14. Hukuk Dairesi         2015/18013 E.  ,  2017/4268 K.

    "İçtihat Metni"


    MAHKEMESİ :Asliye Hukuk Mahkemesi

    Davacı vekili tarafından, davalılar aleyhine 29.07.2009 gününde verilen dilekçe ile tapu iptali ve tescil talebi üzerine yapılan duruşma sonunda; davanın kısmen kabulüne dair verilen 31.10.2013 günlü hükmün Yargıtayca incelenmesi davacı vekili tarafından istenilmekle süresinde olduğu anlaşılan temyiz dilekçesinin kabulüne karar verildikten sonra dosya ve içerisindeki bütün kağıtlar incelenerek gereği düşünüldü:
    K A R A R
    Dava, imar uygulamasından kaynaklı tapu iptali ve tescil isteğine ilişkindir.
    Davacı vekili, beyanlar hanesinde "zuhur eden 4554 m2"lik fazlalık Maliye Hazinesine aittir" şerhi bulunan 1178 ada 33 parselin ifrazı ile 1178 ada 56 ve 57 parsel sayılı taşınmazların oluştuğunu, her iki taşınmazın beyanlar hanesine "zuhur eden 4554 m2"lik fazlalık Maliye Hazinesine aittir" şerhinin aktarıldığını, anılan parsellerin imar düzenlemesi ile başka birçok parsele dağıtılmasına rağmen yeni oluşan bu parsellerde Hazine adına fazlalık kısma ilişkin olarak tam veya hisseli mülkiyet tahsisinin yapılmayıp taşınmazların tamamının şahıslar adına tescil edildiğini, yeni oluşan imar parsellerindeki davalılar adına olan belirtilen miktara ilişkin tapu kaydının iptali ile Hazine adına tesciline karar verilmesini istemiştir.
    Davalı ... vekili, 1178 ada 56 parseli davalının satın aldığını, Kadastro Kanunu"nun 20/D maddesinde belirtilen 10 yıllık zamanaşımı süresi dolduğundan müvekkili bakımından fazlalık miktarı edinme şartlarının oluştuğunu, şerhin hükmünü hukuken kaybettiğini belirterek davanın reddini savunmuş ise de; davalı ... vekili, 04.09.2013 tarihli dilekçesi ile davayı kabul ettiğini beyan etmiştir.
    Diğer davalılar, davaya cevap vermemişlerdir.
    Mahkemece, davanın, davalı ... yönünden HMK"nun 308. maddesi doğrultusunda kabulüne, diğer davalılara yönelik davanın reddine karar verilmiştir.
    Hükmü, davacı vekili temyiz etmiştir.

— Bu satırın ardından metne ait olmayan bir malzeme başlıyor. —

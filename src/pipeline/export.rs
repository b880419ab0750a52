use super::cancel::CancellationToken;
use super::config::ExportConfig;
use super::source::{IterSource, SectionSource};
use crate::error::{BoxError, ExportError};
use crate::filename::suggested_filename;
use chrono::Local;
use pagecast_layout::{Compositor, Cursor, Document, PageGeometry, Section, Slicer};
use pagecast_render_core::DocumentEncoder;
use pagecast_render_lopdf::LopdfEncoder;
use std::convert::Infallible;
use std::io::{BufWriter, Cursor as IoCursor, Seek, Write};
use std::path::Path;
use tempfile::NamedTempFile;

/// Turns an ordered sequence of sections into a paginated document.
///
/// Construct it with [`ExportPipelineBuilder`](super::ExportPipelineBuilder). Configuration is
/// validated there, so an `ExportPipeline` always holds a usable page geometry.
#[derive(Debug, Clone)]
pub struct ExportPipeline {
    config: ExportConfig,
    geometry: PageGeometry,
    slicer: Slicer,
    compositor: Compositor,
    encoder: LopdfEncoder,
}

impl ExportPipeline {
    pub(crate) fn new(config: ExportConfig, geometry: PageGeometry) -> Self {
        let slicer = Slicer::new(geometry).with_matte(config.background);
        let compositor = Compositor::new(geometry, config.inter_section_gap_pt);
        let encoder = LopdfEncoder::new(config.image_quality).with_title(config.title.clone());
        Self {
            config,
            geometry,
            slicer,
            compositor,
            encoder,
        }
    }

    pub fn config(&self) -> &ExportConfig {
        &self.config
    }

    pub fn geometry(&self) -> &PageGeometry {
        &self.geometry
    }

    /// Lays out `sections` in order.
    ///
    /// Zero sections is not an error: the result is a single blank page of the configured size.
    pub fn export<I>(&self, sections: I) -> Result<Document, ExportError>
    where
        I: IntoIterator<Item = Section>,
    {
        self.try_export(sections.into_iter().map(Ok::<_, Infallible>))
    }

    /// Lays out sections produced by a fallible rasterizer.
    ///
    /// The first rasterization error aborts the export and is returned as
    /// [`ExportError::Rasterize`]; nothing built so far is returned.
    pub fn try_export<I, E>(&self, sections: I) -> Result<Document, ExportError>
    where
        I: IntoIterator<Item = Result<Section, E>>,
        E: Into<BoxError>,
    {
        let mut session = ExportSession::new(self);
        for section in sections {
            let section = section.map_err(|e| session.rasterize_failed(e.into()))?;
            session.add_section(section)?;
        }
        Ok(session.finish())
    }

    /// Lays out sections pulled from an async `source`, checking `cancel` between sections.
    pub async fn export_from<S>(
        &self,
        mut source: S,
        cancel: &CancellationToken,
    ) -> Result<Document, ExportError>
    where
        S: SectionSource,
    {
        let mut session = ExportSession::new(self);
        loop {
            if cancel.is_cancelled() {
                log::warn!(
                    "Export cancelled after {} section(s); discarding partial document",
                    session.sections
                );
                return Err(ExportError::Cancelled {
                    sections_placed: session.sections,
                });
            }
            match source.next_section().await {
                Ok(Some(section)) => session.add_section(section)?,
                Ok(None) => break,
                Err(e) => return Err(session.rasterize_failed(e)),
            }
        }
        Ok(session.finish())
    }

    /// Convenience wrapper over [`export_from`](Self::export_from) for fallible iterators.
    pub async fn export_iter_async<I, E>(
        &self,
        sections: I,
        cancel: &CancellationToken,
    ) -> Result<Document, ExportError>
    where
        I: IntoIterator<Item = Result<Section, E>>,
        E: Into<BoxError>,
    {
        self.export_from(IterSource::new(sections), cancel).await
    }

    /// Serializes a finished document as PDF.
    pub fn encode<W: Write + Seek>(
        &self,
        document: &Document,
        writer: W,
    ) -> Result<W, ExportError> {
        Ok(self.encoder.encode(document, writer)?)
    }

    pub fn export_to_bytes<I>(&self, sections: I) -> Result<Vec<u8>, ExportError>
    where
        I: IntoIterator<Item = Section>,
    {
        let document = self.export(sections)?;
        Ok(self.encode(&document, IoCursor::new(Vec::new()))?.into_inner())
    }

    pub fn export_to_file<I, P>(&self, sections: I, path: P) -> Result<(), ExportError>
    where
        I: IntoIterator<Item = Section>,
        P: AsRef<Path>,
    {
        let document = self.export(sections)?;
        self.write_file(&document, path)
    }

    /// Encodes `document` into a file at `path`.
    ///
    /// Output is staged in a temporary file next to `path` and only moved into place once
    /// encoding succeeds, so a failed export never leaves a truncated file behind.
    pub fn write_file<P: AsRef<Path>>(
        &self,
        document: &Document,
        path: P,
    ) -> Result<(), ExportError> {
        let path = path.as_ref();
        let dir = match path.parent() {
            Some(parent) if !parent.as_os_str().is_empty() => parent,
            _ => Path::new("."),
        };
        let staged = NamedTempFile::new_in(dir)?;
        let writer = self.encode(document, BufWriter::new(staged))?;
        let staged = writer.into_inner().map_err(|e| e.into_error())?;
        staged.persist(path).map_err(|e| e.error)?;
        Ok(())
    }

    /// Filename for the host's save/download action, dated today.
    pub fn suggested_filename(&self) -> String {
        suggested_filename(
            &self.config.title,
            Local::now().date_naive(),
            self.encoder.extension(),
        )
    }
}

/// Layout state owned by a single export invocation.
struct ExportSession<'p> {
    pipeline: &'p ExportPipeline,
    cursor: Cursor,
    document: Document,
    sections: usize,
    bands: usize,
}

impl<'p> ExportSession<'p> {
    fn new(pipeline: &'p ExportPipeline) -> Self {
        let geometry = pipeline.geometry;
        log::info!(
            "Starting export on {}x{}pt pages ({}pt margin)",
            geometry.page_width(),
            geometry.page_height(),
            geometry.margin()
        );
        Self {
            pipeline,
            cursor: Cursor::start(&geometry),
            document: Document::new(geometry.page_size()),
            sections: 0,
            bands: 0,
        }
    }

    /// Slices and places one section. Slicing fails before any band is placed.
    fn add_section(&mut self, section: Section) -> Result<(), ExportError> {
        let bands = self.pipeline.slicer.slice(self.sections, &section)?;
        for band in bands {
            self.cursor = self
                .pipeline
                .compositor
                .place(band, self.cursor, &mut self.document);
            self.bands += 1;
        }
        self.sections += 1;
        Ok(())
    }

    fn rasterize_failed(&self, source: BoxError) -> ExportError {
        log::error!("Rasterizing section {} failed: {}", self.sections, source);
        ExportError::Rasterize {
            section_index: self.sections,
            source,
        }
    }

    fn finish(self) -> Document {
        if self.sections == 0 {
            log::warn!("No sections to export; producing a single blank page");
        }
        log::info!(
            "Export laid out {} section(s) as {} band(s) on {} page(s)",
            self.sections,
            self.bands,
            self.document.page_count()
        );
        self.document
    }
}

    1- Hemen belirtilmelidir ki; tapu sicilinin tutulması prensiplerinden biri tescil, diğeri sicilin aleniliği (güvenilirliği), bir diğeri Hazinenin kusursuz sorumluluğu, sonuncusu ise geçerli bir hukuki sebebinin bulunması, yani kaydın illetten mücerret olmamasıdır. İmar parselinin dayanağı olan idari işlemin iptal edilmesi ile sicilin dayanıksız kalacağı ve TMK"nın 1025. maddesi hükmü uyarınca yolsuz tescil durumuna düşeceği tartışmasızdır.
    Somut olayda; davaya konu taşınmazların dayanağını 3194 sayılı Yasa uyarınca yapılan imar uygulaması oluşturmakta olup dayanak idari işlem iptal edilmeden eldeki davanın dinlenme olanağı yoktur. Hazine tarafından idari işlemin iptali istemiyle idari yargı yerinde açılan dava reddedilip kararın kesinleşmiş olduğu anlaşıldığından davacı vekilinin aşağıdaki bendin kapsamı dışındaki sair temyiz itirazları yerinde görülmemiş, reddi gerekmiştir.
    2- 6100 sayılı HMK"nın 308. maddesinde "Kabul, davacının talep sonucuna davalının kısmen veya tamamen muvafakat etmesidir. Kabul, ancak tarafların üzerinde serbestçe tasarruf edebilecekleri davalarda hüküm doğurur."
    Aynı yasanın "Feragat ve kabulün şekli" başlıklı 309. maddesi hükmüne göre de "Feragat ve kabul, dilekçeyle veya yargılama sırasında sözlü olarak yapılır. Feragat ve kabulün hüküm ifade etmesi, karşı tarafın ve mahkemenin muvafakatine bağlı değildir. Kısmen feragat veya kabulde, feragat edilen veya kabul edilen kısmın, dilekçede yahut tutanakta açıkça gösterilmesi gerekir. Feragat ve kabul, kayıtsız ve şartsız olmalıdır" hükmünü amirdir.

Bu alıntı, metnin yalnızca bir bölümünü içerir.